Hemodynamic Complications
Two patients developed pulmonary edema due to fluid overload, which was easily controlled by pump adjustments. The separate rate mode was useful to decrease output of the right pump, thus decreasing pulmonary edema [4]. Two patients with a left VAD (LVAD) presented frequent premature atrial contractions and atrial flutter, which was treated with amiodarone. One patient required synchronized cardioversion to optimize RV function. Another patient underwent cardiac tamponade and required pericardial drainage.
Other Complications
Patient no. 7 died from acute vasoplegic shock on day 25. No evidence of infection or device dysfunction was found. Three patients needed their pumps to be changed: two of them because of thrombus suspicion and another for nonthrombotic membrane dysfunction on day 49. Specially trained personal performed these changes with no complications.
Discussion
The imbalance between donor heart availability and number of pediatric recipients may result in some children dying while on in the emergency wait list for cardiac transplantation [6]. Introduction of an MCS program as a bridge to transplantation may decrease these deaths [2, 8]. In our country, the wait list for a suitable donor can be extremely long, especially for small children. In this scenario, a long-term support, such as the BH VAD, seems a better choice than extracorporeal membrane oxygenation (ECMO).

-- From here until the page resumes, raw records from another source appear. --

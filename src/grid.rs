// Wordsearch – A daily word search puzzle
// Copyright (C) 2024  Neil Roberts
//
// This program is free software: you can redistribute it and/or modify
// it under the terms of the GNU General Public License as published by
// the Free Software Foundation, either version 3 of the License, or
// (at your option) any later version.
//
// This program is distributed in the hope that it will be useful,
// but WITHOUT ANY WARRANTY; without even the implied warranty of
// MERCHANTABILITY or FITNESS FOR A PARTICULAR PURPOSE.  See the
// GNU General Public License for more details.
//
// You should have received a copy of the GNU General Public License
// along with this program.  If not, see <http://www.gnu.org/licenses/>.

use std::fmt;

// Placeholder for a cell that hasn’t been given a letter yet
pub const BLANK: char = ' ';

#[derive(Debug, Clone, PartialEq, Eq)]
pub struct Grid {
    values: Box<[char]>,
    width: u32,
    height: u32,
}

#[derive(Debug, PartialEq, Eq)]
pub enum Error {
    EmptyGrid,
    WrongSize { expected: usize, actual: usize },
}

impl fmt::Display for Error {
    fn fmt(&self, f: &mut fmt::Formatter) -> fmt::Result {
        match self {
            Error::EmptyGrid => write!(f, "empty grid"),
            Error::WrongSize { expected, actual } => write!(
                f,
                "grid has {} letters but {} were expected",
                actual,
                expected,
            ),
        }
    }
}

impl Grid {
    pub fn new(width: u32, height: u32) -> Result<Grid, Error> {
        if width < 1 || height < 1 {
            return Err(Error::EmptyGrid);
        }

        Ok(Grid {
            values: vec![BLANK; width as usize * height as usize].into_boxed_slice(),
            width,
            height,
        })
    }

    pub fn from_letters(
        width: u32,
        height: u32,
        letters: Vec<char>,
    ) -> Result<Grid, Error> {
        if width < 1 || height < 1 {
            return Err(Error::EmptyGrid);
        }

        let expected = width as usize * height as usize;

        if letters.len() != expected {
            return Err(Error::WrongSize {
                expected,
                actual: letters.len(),
            });
        }

        Ok(Grid {
            values: letters.into_boxed_slice(),
            width,
            height,
        })
    }

    pub fn width(&self) -> u32 {
        self.width
    }

    pub fn height(&self) -> u32 {
        self.height
    }

    pub fn contains(&self, x: u32, y: u32) -> bool {
        x < self.width && y < self.height
    }

    fn index(&self, x: u32, y: u32) -> usize {
        assert!(x < self.width);

        y as usize * self.width as usize + x as usize
    }

    pub fn at(&self, x: u32, y: u32) -> char {
        self.values[self.index(x, y)]
    }

    pub fn set(&mut self, x: u32, y: u32, letter: char) {
        let index = self.index(x, y);
        self.values[index] = letter;
    }

    pub fn is_blank(&self, x: u32, y: u32) -> bool {
        self.at(x, y) == BLANK
    }

    pub fn letters(&self) -> &[char] {
        &self.values
    }

    pub fn letters_mut(&mut self) -> &mut [char] {
        &mut self.values
    }

    pub fn rows(&self) -> impl Iterator<Item = &[char]> {
        self.values.chunks(self.width as usize)
    }
}

impl fmt::Display for Grid {
    fn fmt(&self, f: &mut fmt::Formatter) -> fmt::Result {
        for row in self.rows() {
            for (x, letter) in row.iter().enumerate() {
                if x > 0 {
                    write!(f, " ")?;
                }
                write!(f, "{}", letter)?;
            }

            writeln!(f)?;
        }

        Ok(())
    }
}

Poor patient clinical condition improved with long-term support. As cardiac output improved, extubation, inotropic weaning, and nutritional recovery could be achieved. Although it seems reasonable to support patients before multiorgan failure and shock occur, the timing for starting MCS is sometimes a difficult choice [6]. Patients with severe heart failure may decompensate suddenly and should be closely monitored for signs of renal, hepatic, or gastrointestinal dysfunction, poor peripheral perfusion, or neurologic changes. Arrhythmias are also a high risk factor for sudden death [6, 8]. As confidence in this procedure increased, patients were supported in more eligible conditions, and clinical results improved.
Anticoagulation is always a critical issue because the device is placed until cardiac transplantation is performed. We had a difficult time reaching our desired goals for anticoagulation and antiaggregation (see Appendix 1. Whenever these levels were unstable or difficult to achieve, and this usually happens when antibiotic or other drugs are used in an anticoagulation setting, we changed to enoxaparin until a therapeutic range was achieved. None of the patients presented severe bleeding episodes that required stopping anticoagulation or antiaggregation after the first 48 hours of device placement.

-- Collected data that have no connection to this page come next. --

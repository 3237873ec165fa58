// Wordsearch – A daily word search puzzle
// Copyright (C) 2024  Neil Roberts
//
// This program is free software: you can redistribute it and/or modify
// it under the terms of the GNU General Public License as published by
// the Free Software Foundation, either version 3 of the License, or
// (at your option) any later version.
//
// This program is distributed in the hope that it will be useful,
// but WITHOUT ANY WARRANTY; without even the implied warranty of
// MERCHANTABILITY or FITNESS FOR A PARTICULAR PURPOSE.  See the
// GNU General Public License for more details.
//
// You should have received a copy of the GNU General Public License
// along with this program.  If not, see <http://www.gnu.org/licenses/>.

mod grid;
mod puzzle;
mod puzzle_data;
mod store;
mod selection;
mod game;

use std::{process::ExitCode, ffi::OsString};
use clap::Parser;
use game::Game;
use store::FileStore;

#[derive(Parser)]
#[command(name = "Show")]
struct Cli {
    #[arg(short, long, value_name = "FILE", default_value = "wordsearch.json")]
    store: OsString,
    #[arg(short, long, value_name = "KEY")]
    key: Option<String>,
    // Cells to click on in order
    #[arg(long, value_name = "X,Y", value_parser = parse_position)]
    select: Vec<(i32, i32)>,
}

fn parse_position(s: &str) -> Result<(i32, i32), String> {
    let Some((x, y)) = s.split_once(',')
    else {
        return Err("expected X,Y".to_string());
    };

    let x = x.trim().parse::<i32>().map_err(|e| e.to_string())?;
    let y = y.trim().parse::<i32>().map_err(|e| e.to_string())?;

    Ok((x, y))
}

fn print_board(game: &Game) {
    for (y, row) in game.board().iter().enumerate() {
        for (x, letter) in row.iter().enumerate() {
            if game.is_selected(x as i32, y as i32) {
                print!("[{}]", letter);
            } else {
                print!(" {} ", letter);
            }
        }

        println!();
    }
}

fn main() -> ExitCode {
    env_logger::init();

    let cli = Cli::parse();

    let store = FileStore::new(&cli.store);

    let mut game = match Game::load(cli.key.as_deref(), &store) {
        Ok(game) => game,
        Err(e) => {
            eprintln!("{}: {}", cli.store.to_string_lossy(), e);
            return ExitCode::FAILURE;
        },
    };

    for &(x, y) in cli.select.iter() {
        game.select(x, y);
    }

    print_board(&game);

    println!();

    for word in game.puzzle().words() {
        println!("{}", word);
    }

    ExitCode::SUCCESS
}
// Wordsearch – A daily word search puzzle
// Copyright (C) 2024  Neil Roberts
//
// This program is free software: you can redistribute it and/or modify
// it under the terms of the GNU General Public License as published by
// the Free Software Foundation, either version 3 of the License, or
// (at your option) any later version.
//
// This program is distributed in the hope that it will be useful,
// but WITHOUT ANY WARRANTY; without even the implied warranty of
// MERCHANTABILITY or FITNESS FOR A PARTICULAR PURPOSE.  See the
// GNU General Public License for more details.
//
// You should have received a copy of the GNU General Public License
// along with this program.  If not, see <http://www.gnu.org/licenses/>.

// How many of the placed words start at or pass through each cell
#[derive(Debug)]
pub struct GridCounts {
    values: Box<[CellCounts]>,
    width: u32,
}

#[derive(Clone, Debug, Default, PartialEq, Eq)]
pub struct CellCounts {
    pub starts: u8,
    pub visits: u8,
}

impl GridCounts {
    pub fn new(width: u32, height: u32) -> GridCounts {
        GridCounts {
            values: vec![
                CellCounts::default();
                width as usize * height as usize
            ].into_boxed_slice(),
            width,
        }
    }

    fn index(&self, x: u32, y: u32) -> usize {
        assert!(x < self.width);

        y as usize * self.width as usize + x as usize
    }

    pub fn at(&self, x: u32, y: u32) -> &CellCounts {
        &self.values[self.index(x, y)]
    }

    pub fn at_mut(&mut self, x: u32, y: u32) -> &mut CellCounts {
        let index = self.index(x, y);
        &mut self.values[index]
    }

    // Number of cells that aren’t part of any word
    pub fn n_filler_cells(&self) -> usize {
        self.values.iter().filter(|counts| counts.visits == 0).count()
    }
}

#[cfg(test)]
mod test {
    use super::*;

    #[test]
    fn row_major() {
        let mut counts = GridCounts::new(3, 2);

        counts.at_mut(2, 1).visits = 4;
        counts.at_mut(0, 1).starts = 1;

        assert_eq!(counts.values[5].visits, 4);
        assert_eq!(counts.values[3].starts, 1);
        assert_eq!(counts.at(2, 1), &CellCounts { starts: 0, visits: 4 });
        assert_eq!(counts.n_filler_cells(), 5);
    }
}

Infection is another important matter of concern. Patients supported in a better clinical condition should have less risk of infection because they can be weaned sooner from MV and central lines. Infections around the cannula site of insertion were common in the first patients until a strictly sterile cannula dressing–change protocol was developed by specially trained nurses.

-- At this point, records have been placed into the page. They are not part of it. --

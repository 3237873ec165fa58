// Wordsearch – A daily word search puzzle
// Copyright (C) 2024  Neil Roberts
//
// This program is free software: you can redistribute it and/or modify
// it under the terms of the GNU General Public License as published by
// the Free Software Foundation, either version 3 of the License, or
// (at your option) any later version.
//
// This program is distributed in the hope that it will be useful,
// but WITHOUT ANY WARRANTY; without even the implied warranty of
// MERCHANTABILITY or FITNESS FOR A PARTICULAR PURPOSE.  See the
// GNU General Public License for more details.
//
// You should have received a copy of the GNU General Public License
// along with this program.  If not, see <http://www.gnu.org/licenses/>.

use super::grid::Grid;
use std::fmt;

// A finished puzzle. It is either the result of generating a new
// grid or a copy of one that was loaded from the store. Either way
// it isn’t modified afterwards.
#[derive(Debug, Clone, PartialEq, Eq)]
pub struct Puzzle {
    grid: Grid,
    words: Vec<String>,
}

impl Puzzle {
    pub fn new(grid: Grid, words: Vec<String>) -> Puzzle {
        Puzzle { grid, words }
    }

    pub fn width(&self) -> u32 {
        self.grid.width()
    }

    pub fn height(&self) -> u32 {
        self.grid.height()
    }

    pub fn words(&self) -> &[String] {
        &self.words
    }

    pub fn grid(&self) -> &Grid {
        &self.grid
    }

    pub fn at(&self, x: u32, y: u32) -> char {
        self.grid.at(x, y)
    }

    // The grid split into rows, which is what gets drawn
    pub fn board(&self) -> Vec<Vec<char>> {
        self.grid.rows().map(<[char]>::to_vec).collect()
    }
}

impl fmt::Display for Puzzle {
    fn fmt(&self, f: &mut fmt::Formatter) -> fmt::Result {
        fmt::Display::fmt(&self.grid, f)
    }
}

#[cfg(test)]
mod test {
    use super::*;

    fn make_puzzle() -> Puzzle {
        Puzzle::new(
            Grid::from_letters(3, 2, "CATXYZ".chars().collect()).unwrap(),
            vec!["CAT".to_string()],
        )
    }

    #[test]
    fn accessors() {
        let puzzle = make_puzzle();

        assert_eq!(puzzle.width(), 3);
        assert_eq!(puzzle.height(), 2);
        assert_eq!(puzzle.words(), &["CAT"]);
        assert_eq!(puzzle.at(1, 0), 'A');
        assert_eq!(puzzle.at(2, 1), 'Z');
    }

    #[test]
    fn board() {
        assert_eq!(
            make_puzzle().board(),
            vec![vec!['C', 'A', 'T'], vec!['X', 'Y', 'Z']],
        );
    }

    #[test]
    fn display() {
        assert_eq!(&make_puzzle().to_string(), "C A T\nX Y Z\n");
    }
}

Although no neonates required prolonged hemodynamic MCS in our population, we think this may be possible at some point; however, ethical issues in this group of patients regarding weight, anticoagulation, and neurologic outcome must be addressed.
At present in our institution, patients with postcardiotomy failure are supported for a short time with ECMO or VAD using centrifugal pumps. In the future, some patients needing prolonged MCS (pending cardiac transplantation) may be switched from ECMO to the BH VAD.
The IKUS was easy to manage, and only small setting adjustments were necessary during the intervention. The most important factor guaranteeing optimum membrane movement is cannula insertion, so an imperfect position must be avoided. This will seldom occur if the implant is performed by trained surgeons.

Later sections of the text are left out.